I needed a new battery and the charger for B&D 14.4v unit. $45 battery & $55 for the charger. Looking around the store I found another kit - drill, saw, light with 2 batteries and a charger for $105. Guess which I bought. The new charger lasted maybe a year. I now use a different charger that is more robust, ie has a fuse, the batteries are not as strong as new and I was thinking of trying out the battery rebuild service that The Source offers locally.
Pierre


----------



## SEK_22Hornet (Nov 18, 2013)

Can't speak for the Sears stuff, but I have been using the Ryobi for several years and have no problem with it.  One of the things that made me buy it in the first place is the wide choice of batteries and other tools that use the same system - string trimmers, drills, impacts, saws, etc.  NiCd or Li Ion.  Batteries are a lot cheaper to replace as well, especially if you buy two packs.  I am just about fully LI Ion now and love them.  If you are using them around the house, they are just fine.  If you are using them 8 hours a day, consider the Rigid line, since they will replace the batteries for free, if you register the tool and keep a copy of the receipt. Of course those options only work if you have a HD store handy.

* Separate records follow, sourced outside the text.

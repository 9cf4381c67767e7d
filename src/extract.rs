//! Page-aware text extraction for PDF uploads.
//!
//! Pages are read in ascending page-number order with `lopdf` and joined
//! with a form feed, the page-break marker. A form feed that already occurs
//! inside a page's text is replaced by a space so every marker in the output
//! is a real page boundary.
//!
//! Corrupt or non-PDF input is reported as [`ExtractError::Pdf`]; callers
//! record the failure and never see a panic.

use thiserror::Error;

/// Separator placed between the text of consecutive pages.
pub const PAGE_BREAK: char = '\u{000C}';

#[derive(Debug, Error)]
pub enum ExtractError {
    #[error("PDF extraction failed: {0}")]
    Pdf(String),
    #[error("PDF has no pages")]
    NoPages,
}

/// Full document text plus the marker separating pages.
#[derive(Debug, Clone, PartialEq, Eq)]
pub struct ExtractedText {
    pub text: String,
    pub page_break: char,
}

impl ExtractedText {
    /// Split into trimmed per-page partitions, first page first.
    ///
    /// Text containing `k` markers always yields `k + 1` partitions, empty
    /// ones included.
    pub fn pages(&self) -> Vec<String> {
        self.text
            .split(self.page_break)
            .map(|p| p.trim().to_string())
            .collect()
    }
}

/// Extract the text of every page of a PDF held in memory.
pub fn extract_text(bytes: &[u8]) -> Result<ExtractedText, ExtractError> {
    let doc = lopdf::Document::load_mem(bytes).map_err(|e| ExtractError::Pdf(e.to_string()))?;

    // BTreeMap keyed by 1-based page number, so iteration is page order.
    let pages = doc.get_pages();
    if pages.is_empty() {
        return Err(ExtractError::NoPages);
    }

    let mut parts = Vec::with_capacity(pages.len());
    for page_number in pages.keys() {
        let text = doc
            .extract_text(&[*page_number])
            .map_err(|e| ExtractError::Pdf(format!("page {}: {}", page_number, e)))?;
        parts.push(text.replace(PAGE_BREAK, " "));
    }

    Ok(ExtractedText {
        text: parts.join(&PAGE_BREAK.to_string()),
        page_break: PAGE_BREAK,
    })
}

/// Small PDFs for tests, shared with the integration tests in `tests/`.
#[doc(hidden)]
pub mod fixtures {
    use anyhow::Result;
    use lopdf::content::{Content, Operation};
    use lopdf::{dictionary, Document, Object, Stream};

    #[cfg(test)]
    pub(crate) fn build_pdf(pages: &[&str]) -> Vec<u8> {
        pdf_from_pages(pages).unwrap()
    }

    /// Build a PDF with one page per entry, each showing that text.
    pub fn pdf_from_pages(pages: &[&str]) -> Result<Vec<u8>> {
        let mut doc = Document::with_version("1.5");
        let pages_id = doc.new_object_id();
        let font_id = doc.add_object(dictionary! {
            "Type" => "Font",
            "Subtype" => "Type1",
            "BaseFont" => "Courier",
        });
        let resources_id = doc.add_object(dictionary! {
            "Font" => dictionary! { "F1" => font_id },
        });

        let mut kids: Vec<Object> = Vec::new();
        for text in pages {
            let content = Content {
                operations: vec![
                    Operation::new("BT", vec![]),
                    Operation::new("Tf", vec!["F1".into(), 24.into()]),
                    Operation::new("Td", vec![72.into(), 720.into()]),
                    Operation::new("Tj", vec![Object::string_literal(*text)]),
                    Operation::new("ET", vec![]),
                ],
            };
            let content_id =
                doc.add_object(Stream::new(dictionary! {}, content.encode()?));
            let page_id = doc.add_object(dictionary! {
                "Type" => "Page",
                "Parent" => pages_id,
                "Contents" => content_id,
                "Resources" => resources_id,
                "MediaBox" => vec![0.into(), 0.into(), 612.into(), 792.into()],
            });
            kids.push(page_id.into());
        }

        let count = kids.len() as i64;
        doc.objects.insert(
            pages_id,
            Object::Dictionary(dictionary! {
                "Type" => "Pages",
                "Kids" => kids,
                "Count" => count,
            }),
        );
        let catalog_id = doc.add_object(dictionary! {
            "Type" => "Catalog",
            "Pages" => pages_id,
        });
        doc.trailer.set("Root", catalog_id);

        let mut buf = Vec::new();
        doc.save_to(&mut buf)?;
        Ok(buf)
    }
}

#[cfg(test)]
mod tests {
    use super::fixtures::build_pdf;
    use super::*;

    #[test]
    fn invalid_pdf_returns_error() {
        let err = extract_text(b"not a pdf at all").unwrap_err();
        assert!(matches!(err, ExtractError::Pdf(_)));
    }

    #[test]
    fn pages_are_split_in_order() {
        let bytes = build_pdf(&["First page", "Second page", "Third page"]);
        let extracted = extract_text(&bytes).unwrap();
        assert_eq!(extracted.page_break, PAGE_BREAK);
        assert_eq!(extracted.text.matches(PAGE_BREAK).count(), 2);

        let pages = extracted.pages();
        assert_eq!(pages.len(), 3);
        assert!(pages[0].contains("First page"));
        assert!(pages[1].contains("Second page"));
        assert!(pages[2].contains("Third page"));
        assert!(pages.iter().all(|p| p.trim() == p));
    }

    #[test]
    fn partitions_are_marker_count_plus_one() {
        let text = ExtractedText {
            text: format!("  a {0}{0} c  ", PAGE_BREAK),
            page_break: PAGE_BREAK,
        };
        assert_eq!(text.pages(), vec!["a", "", "c"]);

        let single = ExtractedText {
            text: "only".into(),
            page_break: PAGE_BREAK,
        };
        assert_eq!(single.pages(), vec!["only"]);
    }

    #[test]
    fn zero_page_pdf_is_rejected() {
        let bytes = build_pdf(&[]);
        let err = extract_text(&bytes).unwrap_err();
        assert!(matches!(err, ExtractError::NoPages));
    }
}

However, I'm certainly not saying DeWalt is bad....To get back on topic, you can use individual cells, but be sure to buy the kind that have tabs welded on them.  You can pick your price range and capacity if you do rebuild them yourself.  Last time I saw a sears battery price, I beleive it was pretty pricey, so rebuilding might work out well.  I have bought cells from a company called All battery with good results. If you can solder, you can probably rebuild it yourself.  Take a look inside the pack and you will soon know if you want to tackle it yourself or not. As for the temp sensor being used to determine full charge, I believe you find that most chargers use a voltage / charge current curve to detect full charge rather than temperature - using temperature is a good way to ruin a cell in a hurry bu over charging. The temp sensors are usually used as safety devices to prevent overcharging. Oh - and it's not usually a good idea to try to replace one or two cells, as this can cause other cells to over or under charge due to mismatched internal resistance of the old and new cells, since they are charged and discharged in series.

Dan


----------



## itsme_Bernie (Nov 21, 2013)

Sorry about the late response- VoltmanBatteries.com!!  That's who I used and they were great.  



Bernie


----------



## itsme_Bernie (Nov 28, 2013)

I haven't used this company, but had their link:

http://www.wcbatteryrebuilders.com


----------



## davidh (Nov 28, 2013)

in my past business I serviced batterys for my contractor customers.  I even built a battery "tab welder" with couple gawd awful big capacitors, diodes and switches.  most of it fits in a empty computer tower. a fun project to say the least.   actually I still have it.  but it needs about 16VDC and I don't yet have a power supply that will go that high.  two neat little probes and a foot switch to trigger the diode to zap the big capacators.  quite a jolt that could cause serious harm.

I purchased the batterys pac's from a place in calif. that assembled the pac's and I just had to do a smalll amount of connecting when I installed them in the cases.  

interesting idea I had, going into the rebuild business by obtaining the single cells and spot welding them in the proper array. . . cost on batterys was really low if ya wanted to spend a couple grand on batterys, so I abandoned that idea.  but I did find the sources where they were reasonably priced.  

I so realized that I could not compete with "batterys plus" or "interstate battery" without a big advertising campaign which is more than expensive.  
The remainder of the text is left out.